| Saved entries |
○ ○ ○

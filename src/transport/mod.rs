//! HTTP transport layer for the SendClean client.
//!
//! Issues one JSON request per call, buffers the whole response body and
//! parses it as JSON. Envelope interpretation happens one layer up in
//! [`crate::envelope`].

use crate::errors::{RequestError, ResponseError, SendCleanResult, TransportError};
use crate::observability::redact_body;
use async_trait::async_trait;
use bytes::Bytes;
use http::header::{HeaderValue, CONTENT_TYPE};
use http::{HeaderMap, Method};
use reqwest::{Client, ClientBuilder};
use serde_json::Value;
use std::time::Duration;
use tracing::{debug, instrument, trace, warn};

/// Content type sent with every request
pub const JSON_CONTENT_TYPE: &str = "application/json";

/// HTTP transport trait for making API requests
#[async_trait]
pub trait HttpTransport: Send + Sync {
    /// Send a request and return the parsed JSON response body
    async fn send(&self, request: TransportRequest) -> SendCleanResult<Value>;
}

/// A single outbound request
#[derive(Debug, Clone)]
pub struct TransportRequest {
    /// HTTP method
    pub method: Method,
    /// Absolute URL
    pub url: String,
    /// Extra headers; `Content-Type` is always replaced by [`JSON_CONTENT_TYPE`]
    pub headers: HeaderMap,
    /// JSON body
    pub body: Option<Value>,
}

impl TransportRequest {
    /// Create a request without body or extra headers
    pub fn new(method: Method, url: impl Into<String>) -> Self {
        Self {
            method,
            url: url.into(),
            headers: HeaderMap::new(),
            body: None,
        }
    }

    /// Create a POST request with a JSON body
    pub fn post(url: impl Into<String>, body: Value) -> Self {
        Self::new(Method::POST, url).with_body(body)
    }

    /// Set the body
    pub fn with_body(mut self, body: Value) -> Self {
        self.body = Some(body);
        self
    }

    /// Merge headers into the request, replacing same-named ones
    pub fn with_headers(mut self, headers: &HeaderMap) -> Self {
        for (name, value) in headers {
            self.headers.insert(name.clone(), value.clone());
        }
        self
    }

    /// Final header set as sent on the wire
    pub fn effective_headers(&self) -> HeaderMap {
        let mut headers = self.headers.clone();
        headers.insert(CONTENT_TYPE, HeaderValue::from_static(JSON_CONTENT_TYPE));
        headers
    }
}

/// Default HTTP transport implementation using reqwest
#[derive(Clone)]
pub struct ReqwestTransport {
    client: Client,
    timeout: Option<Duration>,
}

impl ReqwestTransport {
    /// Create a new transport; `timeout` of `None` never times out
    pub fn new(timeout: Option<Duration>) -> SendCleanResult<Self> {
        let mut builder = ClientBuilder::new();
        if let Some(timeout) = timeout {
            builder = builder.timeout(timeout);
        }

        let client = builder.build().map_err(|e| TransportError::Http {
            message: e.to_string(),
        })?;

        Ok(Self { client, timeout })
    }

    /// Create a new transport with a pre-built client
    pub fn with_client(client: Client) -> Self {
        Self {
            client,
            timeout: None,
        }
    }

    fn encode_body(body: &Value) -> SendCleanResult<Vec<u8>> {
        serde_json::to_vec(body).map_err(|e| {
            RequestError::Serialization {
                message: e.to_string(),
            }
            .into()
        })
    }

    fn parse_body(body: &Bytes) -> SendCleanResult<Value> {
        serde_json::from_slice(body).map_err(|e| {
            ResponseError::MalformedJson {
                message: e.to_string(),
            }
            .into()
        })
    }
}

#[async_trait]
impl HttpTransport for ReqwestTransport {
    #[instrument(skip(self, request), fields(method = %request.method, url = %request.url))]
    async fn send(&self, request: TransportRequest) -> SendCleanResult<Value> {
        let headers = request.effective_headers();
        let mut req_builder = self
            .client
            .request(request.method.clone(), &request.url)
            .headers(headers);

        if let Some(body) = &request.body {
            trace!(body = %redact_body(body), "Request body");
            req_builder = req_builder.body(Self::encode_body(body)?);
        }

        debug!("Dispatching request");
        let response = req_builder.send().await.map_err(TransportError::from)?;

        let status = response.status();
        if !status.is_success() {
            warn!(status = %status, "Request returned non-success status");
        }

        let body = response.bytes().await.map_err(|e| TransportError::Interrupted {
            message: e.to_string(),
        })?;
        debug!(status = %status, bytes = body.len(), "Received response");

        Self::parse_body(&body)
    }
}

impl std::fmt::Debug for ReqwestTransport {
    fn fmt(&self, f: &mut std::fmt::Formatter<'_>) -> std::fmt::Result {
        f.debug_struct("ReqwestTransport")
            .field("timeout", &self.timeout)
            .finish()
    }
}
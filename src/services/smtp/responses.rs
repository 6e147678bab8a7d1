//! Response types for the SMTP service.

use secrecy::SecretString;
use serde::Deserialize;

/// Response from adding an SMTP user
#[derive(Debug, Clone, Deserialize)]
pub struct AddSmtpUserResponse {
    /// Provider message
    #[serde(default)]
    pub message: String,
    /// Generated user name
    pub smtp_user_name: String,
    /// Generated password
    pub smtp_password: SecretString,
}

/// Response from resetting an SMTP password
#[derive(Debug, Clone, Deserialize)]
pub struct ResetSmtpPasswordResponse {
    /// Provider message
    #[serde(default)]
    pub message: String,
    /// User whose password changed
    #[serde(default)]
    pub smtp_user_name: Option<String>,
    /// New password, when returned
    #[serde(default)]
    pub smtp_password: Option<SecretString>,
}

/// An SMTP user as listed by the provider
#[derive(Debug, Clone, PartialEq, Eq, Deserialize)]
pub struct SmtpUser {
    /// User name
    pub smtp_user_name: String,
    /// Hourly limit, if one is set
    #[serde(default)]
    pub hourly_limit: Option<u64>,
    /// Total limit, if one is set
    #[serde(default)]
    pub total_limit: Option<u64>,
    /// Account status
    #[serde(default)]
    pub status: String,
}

○ ○ ○

| Exercise prompt |
Each of the records above is to be reproduced word for word.

| Answer to the exercise |
filename src/transport/mod.rs
//! HTTP transport layer for the SendClean client.
//!
//! Issues one JSON request per call, buffers the whole response body and
//! parses it as JSON. Envelope interpretation happens one layer up in
//! [`crate::envelope`].

use crate::errors::{RequestError, ResponseError, SendCleanResult, TransportError};
use crate::observability::redact_body;
use async_trait::async_trait;
use bytes::Bytes;
use http::header::{HeaderValue, CONTENT_TYPE};
use http::{HeaderMap, Method};
use reqwest::{Client, ClientBuilder};
use serde_json::Value;
use std::time::Duration;
use tracing::{debug, instrument, trace, warn};

/// Content type sent with every request
pub const JSON_CONTENT_TYPE: &str = "application/json";

/// HTTP transport trait for making API requests
#[async_trait]
pub trait HttpTransport: Send + Sync {
    /// Send a request and return the parsed JSON response body
    async fn send(&self, request: TransportRequest) -> SendCleanResult<Value>;
}

/// A single outbound request
#[derive(Debug, Clone)]
pub struct TransportRequest {
    /// HTTP method
    pub method: Method,
    /// Absolute URL
    pub url: String,
    /// Extra headers; `Content-Type` is always replaced by [`JSON_CONTENT_TYPE`]
    pub headers: HeaderMap,
    /// JSON body
    pub body: Option<Value>,
}

impl TransportRequest {
    /// Create a request without body or extra headers
    pub fn new(method: Method, url: impl Into<String>) -> Self {
        Self {
            method,
            url: url.into(),
            headers: HeaderMap::new(),
            body: None,
        }
    }

    /// Create a POST request with a JSON body
    pub fn post(url: impl Into<String>, body: Value) -> Self {
        Self::new(Method::POST, url).with_body(body)
    }

    /// Set the body
    pub fn with_body(mut self, body: Value) -> Self {
        self.body = Some(body);
        self
    }

    /// Merge headers into the request, replacing same-named ones
    pub fn with_headers(mut self, headers: &HeaderMap) -> Self {
        for (name, value) in headers {
            self.headers.insert(name.clone(), value.clone());
        }
        self
    }

    /// Final header set as sent on the wire
    pub fn effective_headers(&self) -> HeaderMap {
        let mut headers = self.headers.clone();
        headers.insert(CONTENT_TYPE, HeaderValue::from_static(JSON_CONTENT_TYPE));
        headers
    }
}

/// Default HTTP transport implementation using reqwest
#[derive(Clone)]
pub struct ReqwestTransport {
    client: Client,
    timeout: Option<Duration>,
}

impl ReqwestTransport {
    /// Create a new transport; `timeout` of `None` never times out
    pub fn new(timeout: Option<Duration>) -> SendCleanResult<Self> {
        let mut builder = ClientBuilder::new();
        if let Some(timeout) = timeout {
            builder = builder.timeout(timeout);
        }

        let client = builder.build().map_err(|e| TransportError::Http {
            message: e.to_string(),
        })?;

        Ok(Self { client, timeout })
    }

    /// Create a new transport with a pre-built client
    pub fn with_client(client: Client) -> Self {
        Self {
            client,
            timeout: None,
        }
    }

    fn encode_body(body: &Value) -> SendCleanResult<Vec<u8>> {
        serde_json::to_vec(body).map_err(|e| {
            RequestError::Serialization {
                message: e.to_string(),
            }
            .into()
        })
    }

    fn parse_body(body: &Bytes) -> SendCleanResult<Value> {
        serde_json::from_slice(body).map_err(|e| {
            ResponseError::MalformedJson {
                message: e.to_string(),
            }
            .into()
        })
    }
}

#[async_trait]
impl HttpTransport for ReqwestTransport {
    #[instrument(skip(self, request), fields(method = %request.method, url = %request.url))]
    async fn send(&self, request: TransportRequest) -> SendCleanResult<Value> {
        let headers = request.effective_headers();
        let mut req_builder = self
            .client
            .request(request.method.clone(), &request.url)
            .headers(headers);

        if let Some(body) = &request.body {
            trace!(body = %redact_body(body), "Request body");
            req_builder = req_builder.body(Self::encode_body(body)?);
        }

        debug!("Dispatching request");
        let response = req_builder.send().await.map_err(TransportError::from)?;

        let status = response.status();
        if !status.is_success() {
            warn!(status = %status, "Request returned non-success status");
        }

        let body = response.bytes().await.map_err(|e| TransportError::Interrupted {
            message: e.to_string(),
        })?;
        debug!(status = %status, bytes = body.len(), "Received response");

        Self::parse_body(&body)
    }
}

impl std::fmt::Debug for ReqwestTransport {
    fn fmt(&self, f: &mut std::fmt::Formatter<'_>) -> std::fmt::Result {
        f.debug_struct("ReqwestTransport")
            .field("timeout", &self.timeout)
            .finish()
    }
}
filename src/services/smtp/responses.rs
repository 6e147678bab8a7d1
//! Response types for the SMTP service.

use secrecy::SecretString;
use serde::Deserialize;

/// Response from adding an SMTP user
#[derive(Debug, Clone, Deserialize)]
pub struct AddSmtpUserResponse {
    /// Provider message
    #[serde(default)]
    pub message: String,
    /// Generated user name
    pub smtp_user_name: String,
    /// Generated password
    pub smtp_password: SecretString,
}

/// Response from resetting an SMTP password
#[derive(Debug, Clone, Deserialize)]
pub struct ResetSmtpPasswordResponse {
    /// Provider message
    #[serde(default)]
    pub message: String,
    /// User whose password changed
    #[serde(default)]
    pub smtp_user_name: Option<String>,
    /// New password, when returned
    #[serde(default)]
    pub smtp_password: Option<SecretString>,
}

/// An SMTP user as listed by the provider
#[derive(Debug, Clone, PartialEq, Eq, Deserialize)]
pub struct SmtpUser {
    /// User name
    pub smtp_user_name: String,
    /// Hourly limit, if one is set
    #[serde(default)]
    pub hourly_limit: Option<u64>,
    /// Total limit, if one is set
    #[serde(default)]
    pub total_limit: Option<u64>,
    /// Account status
    #[serde(default)]
    pub status: String,
}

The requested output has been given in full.